__What to work on__. Your response should be every line from the entries that includes the string "kinds".

__Dataset records__.

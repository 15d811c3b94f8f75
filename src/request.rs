use std::collections::VecDeque;

use crate::codec::{self, WireKind, WireValue};
use crate::commands::CommandSpec;
use crate::error::RobolinkError;
use crate::model::{Handle, JointVector, Matrix2D, Pose};
use crate::session::Session;
use crate::status::StatusCode;
use crate::transport::{self, Transport};

/// A command name, its ordered arguments and the return shape the caller expects.
#[derive(Clone, Debug, PartialEq)]
pub struct Request {
    name: String,
    args: Vec<WireValue>,
    returns: Vec<WireKind>,
    spec: Option<&'static CommandSpec>,
}

impl Request {
    /// Free-form request with no return values until [`Request::returns`] says otherwise.
    pub fn new(name: impl Into<String>) -> Self {
        Self {
            name: name.into(),
            args: Vec::new(),
            returns: Vec::new(),
            spec: None,
        }
    }

    /// Request checked against a catalog shape before anything is written.
    pub fn for_command(spec: &'static CommandSpec) -> Self {
        Self {
            name: spec.name.to_string(),
            args: Vec::with_capacity(spec.args.len()),
            returns: spec.returns.to_vec(),
            spec: Some(spec),
        }
    }

    pub fn arg(mut self, value: impl Into<WireValue>) -> Self {
        self.args.push(value.into());
        self
    }

    pub fn returns(mut self, kinds: &[WireKind]) -> Self {
        self.returns = kinds.to_vec();
        self
    }

    pub fn name(&self) -> &str {
        &self.name
    }

    pub fn args(&self) -> &[WireValue] {
        &self.args
    }

    pub fn expected_returns(&self) -> &[WireKind] {
        &self.returns
    }

    pub fn is_blocking(&self) -> bool {
        self.spec.is_some_and(|spec| spec.blocking)
    }

    /// Name line followed by every argument, ready to write in one go.
    pub fn encode(&self) -> Result<Vec<u8>, RobolinkError> {
        self.validate()?;

        let mut bytes = Vec::new();
        codec::encode_line(&self.name, &mut bytes);
        for (index, value) in self.args.iter().enumerate() {
            warn_if_suspicious(&self.name, index, value);
            codec::encode(value, &mut bytes).map_err(|err| self.mismatch(err.to_string()))?;
        }
        Ok(bytes)
    }

    fn validate(&self) -> Result<(), RobolinkError> {
        if self.name.trim().is_empty() {
            return Err(self.mismatch("command name is empty".to_string()));
        }

        let Some(spec) = self.spec else {
            return Ok(());
        };

        if self.args.len() != spec.args.len() {
            return Err(self.mismatch(format!(
                "expected {} arguments, got {}",
                spec.args.len(),
                self.args.len()
            )));
        }

        for (index, (value, expected)) in self.args.iter().zip(spec.args).enumerate() {
            if value.kind() != *expected {
                return Err(self.mismatch(format!(
                    "argument {index} should be {expected}, got {}",
                    value.kind()
                )));
            }
        }

        Ok(())
    }

    fn mismatch(&self, reason: String) -> RobolinkError {
        RobolinkError::ArgumentMismatch {
            command: self.name.clone(),
            reason,
        }
    }
}

/// Values that encode fine but are probably not what the remote expects.
fn warn_if_suspicious(command: &str, index: usize, value: &WireValue) {
    match value {
        WireValue::Pose(pose) if !pose.is_homogeneous() => {
            warn!(command, argument = index, "pose argument is not a homogeneous transform");
        }
        WireValue::JointVector(joints) if !joints.fits_mechanism() => {
            warn!(
                command,
                argument = index,
                axes = joints.len(),
                "joint vector has more axes than any mechanism"
            );
        }
        _ => {}
    }
}

/// Status and return values of one completed request.
#[derive(Clone, Debug, PartialEq)]
pub struct Response {
    command: String,
    status: StatusCode,
    warning: Option<String>,
    values: VecDeque<WireValue>,
}

impl Response {
    pub fn status(&self) -> StatusCode {
        self.status
    }

    /// Diagnostic text of a status-2 warning.
    pub fn warning(&self) -> Option<&str> {
        self.warning.as_deref()
    }

    pub fn len(&self) -> usize {
        self.values.len()
    }

    pub fn is_empty(&self) -> bool {
        self.values.is_empty()
    }

    pub fn into_values(self) -> Vec<WireValue> {
        self.values.into()
    }

    pub fn take_int(&mut self) -> Result<i32, RobolinkError> {
        match self.take(WireKind::Int32)? {
            WireValue::Int32(value) => Ok(value),
            other => Err(self.wrong_kind(WireKind::Int32, other.kind())),
        }
    }

    pub fn take_handle(&mut self) -> Result<Handle, RobolinkError> {
        match self.take(WireKind::Handle)? {
            WireValue::Handle(value) => Ok(value),
            other => Err(self.wrong_kind(WireKind::Handle, other.kind())),
        }
    }

    pub fn take_pose(&mut self) -> Result<Pose, RobolinkError> {
        match self.take(WireKind::Pose)? {
            WireValue::Pose(value) => Ok(value),
            other => Err(self.wrong_kind(WireKind::Pose, other.kind())),
        }
    }

    pub fn take_joints(&mut self) -> Result<JointVector, RobolinkError> {
        match self.take(WireKind::JointVector)? {
            WireValue::JointVector(value) => Ok(value),
            other => Err(self.wrong_kind(WireKind::JointVector, other.kind())),
        }
    }

    pub fn take_matrix(&mut self) -> Result<Matrix2D, RobolinkError> {
        match self.take(WireKind::Matrix2D)? {
            WireValue::Matrix2D(value) => Ok(value),
            other => Err(self.wrong_kind(WireKind::Matrix2D, other.kind())),
        }
    }

    pub fn take_line(&mut self) -> Result<String, RobolinkError> {
        match self.take(WireKind::Line)? {
            WireValue::Line(value) => Ok(value),
            other => Err(self.wrong_kind(WireKind::Line, other.kind())),
        }
    }

    fn take(&mut self, expected: WireKind) -> Result<WireValue, RobolinkError> {
        self.values
            .pop_front()
            .ok_or_else(|| RobolinkError::ArgumentMismatch {
                command: self.command.clone(),
                reason: format!("no {expected} value left in response"),
            })
    }

    fn wrong_kind(&self, expected: WireKind, actual: WireKind) -> RobolinkError {
        RobolinkError::ArgumentMismatch {
            command: self.command.clone(),
            reason: format!("expected {expected} return value, got {actual}"),
        }
    }
}

/// Runs one request/response cycle over a session.
///
/// The engine holds the session exclusively for the whole cycle, so a second
/// request cannot start before the first one's status and return values are
/// read. A session-fatal error discards the session's socket before returning.
#[derive(Debug)]
pub struct RequestEngine<'s, T: Transport> {
    session: &'s mut Session<T>,
}

impl<'s, T: Transport> RequestEngine<'s, T> {
    pub fn new(session: &'s mut Session<T>) -> Self {
        Self { session }
    }

    pub fn session(&mut self) -> &mut Session<T> {
        self.session
    }

    pub fn call(&mut self, request: &Request) -> Result<Response, RobolinkError> {
        let bytes = request.encode()?;

        if let Err(err) = self.session.begin_request() {
            if matches!(err, RobolinkError::RequestInFlight) {
                self.session.discard();
            }
            return Err(err);
        }

        let result = exchange(self.session.transport_mut()?, request, &bytes);
        match &result {
            Err(err) if err.is_session_fatal() => self.session.discard(),
            _ => self.session.finish_request(),
        }
        result
    }
}

impl<T: Transport> Session<T> {
    pub fn call(&mut self, request: &Request) -> Result<Response, RobolinkError> {
        RequestEngine::new(self).call(request)
    }
}

fn exchange<T: Transport>(
    transport: &mut T,
    request: &Request,
    bytes: &[u8],
) -> Result<Response, RobolinkError> {
    debug!(command = request.name(), args = request.args().len(), "sending request");
    transport.send(bytes)?;

    let status = StatusCode::from_code(transport::read_int(transport)?);
    let message = if status.has_trailing_line() {
        Some(transport::read_line(transport)?)
    } else {
        None
    };

    if let Some(err) = status.into_error(message.clone()) {
        debug!(command = request.name(), status = %status, "request failed");
        return Err(err);
    }

    if let Some(message) = message.as_deref() {
        warn!(command = request.name(), message, "remote reported a warning");
    }

    let values = request
        .expected_returns()
        .iter()
        .map(|kind| transport::read_value(transport, *kind))
        .collect::<Result<VecDeque<_>, _>>()?;

    Ok(Response {
        command: request.name().to_string(),
        status,
        warning: message,
        values,
    })
}
//! # Robolink IPC
//!
//! **Pure-Rust client for the robot-station remote API wire protocol.**
//! A synchronous core (codec, session, request engine, event channel) plus an
//! async client that owns the socket on a worker thread.
//!
//! ## Quickstart (async)
//!
//! ```no_run
//! use robolink_ipc::Client;
//!
//! #[tokio::main(flavor = "current_thread")]
//! async fn main() -> Result<(), robolink_ipc::RobolinkError> {
//!     let client = Client::builder().port(20500).connect().await?;
//!     let robot = client.item("UR10", robolink_ipc::commands::ANY_KIND).await?;
//!     let joints = client.joints(robot).await?;
//!     println!("{robot}: {:?}", joints.as_slice());
//!     client.wait_move(robot).await?;
//!     Ok(())
//! }
//! ```
//!
//! ## Quickstart (sync)
//!
//! ```no_run
//! # fn run() -> Result<(), robolink_ipc::RobolinkError> {
//! use robolink_ipc::commands::{ANY_KIND, IS_BUSY, ITEM};
//! use robolink_ipc::{Request, Session, DEFAULT_TIMEOUT};
//!
//! let mut session = Session::connect("127.0.0.1", 20500, DEFAULT_TIMEOUT)?;
//! let robot = session
//!     .call(&Request::for_command(&ITEM).arg("UR10").arg(ANY_KIND))?
//!     .take_handle()?;
//! let busy = session
//!     .call(&Request::for_command(&IS_BUSY).arg(robot))?
//!     .take_int()?;
//! println!("busy: {busy}");
//! # Ok(())
//! # }
//! ```
//!
//! Architecture layers:
//! - codec (wire values)
//! - transport + session (socket, handshake, timeout)
//! - request engine + blocking adapter
//! - event channel
//! - async client

#![cfg_attr(not(feature = "tracing"), allow(unused_variables))]

#[macro_use]
mod logging;

/// Extended-timeout execution for commands with unbounded completion time.
pub mod blocking;
/// Encoders and decoders for the six wire value types.
pub mod codec;
/// Argument and return shapes of commonly used remote commands.
pub mod commands;
/// Connection settings resolved from builder values, environment and defaults.
pub mod config;
/// Error types returned by this crate.
pub mod error;
/// Inbound-only event subscription.
pub mod event;
/// Autostart of the remote process.
pub mod launcher;
/// Poses, joint vectors, matrices and item handles.
pub mod model;
/// One request/response cycle over a session.
pub mod request;
/// Handshaken connection with its current read timeout.
pub mod session;
/// Status code classification.
pub mod status;
/// Byte-stream transport.
///
/// Most applications should not need to use this module directly.
pub mod transport;

#[cfg(feature = "async")]
/// Async client backed by a session worker thread.
pub mod client;

pub use crate::blocking::{call_blocking, wait_until_idle, TimeoutGuard};
#[cfg(feature = "async")]
pub use crate::client::{Client, ClientBuilder};
pub use crate::codec::{WireKind, WireValue};
pub use crate::config::ClientConfig;
pub use crate::error::RobolinkError;
pub use crate::event::{Event, EventChannel, EventKind, EventPayload};
pub use crate::launcher::LaunchConfig;
pub use crate::model::{Handle, JointVector, Matrix2D, Pose};
pub use crate::request::{Request, RequestEngine, Response};
pub use crate::session::{Session, DEFAULT_TIMEOUT};
pub use crate::status::StatusCode;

__Solution for this problem__.
    pub fn returns(mut self, kinds: &[WireKind]) -> Self {
        self.returns = kinds.to_vec();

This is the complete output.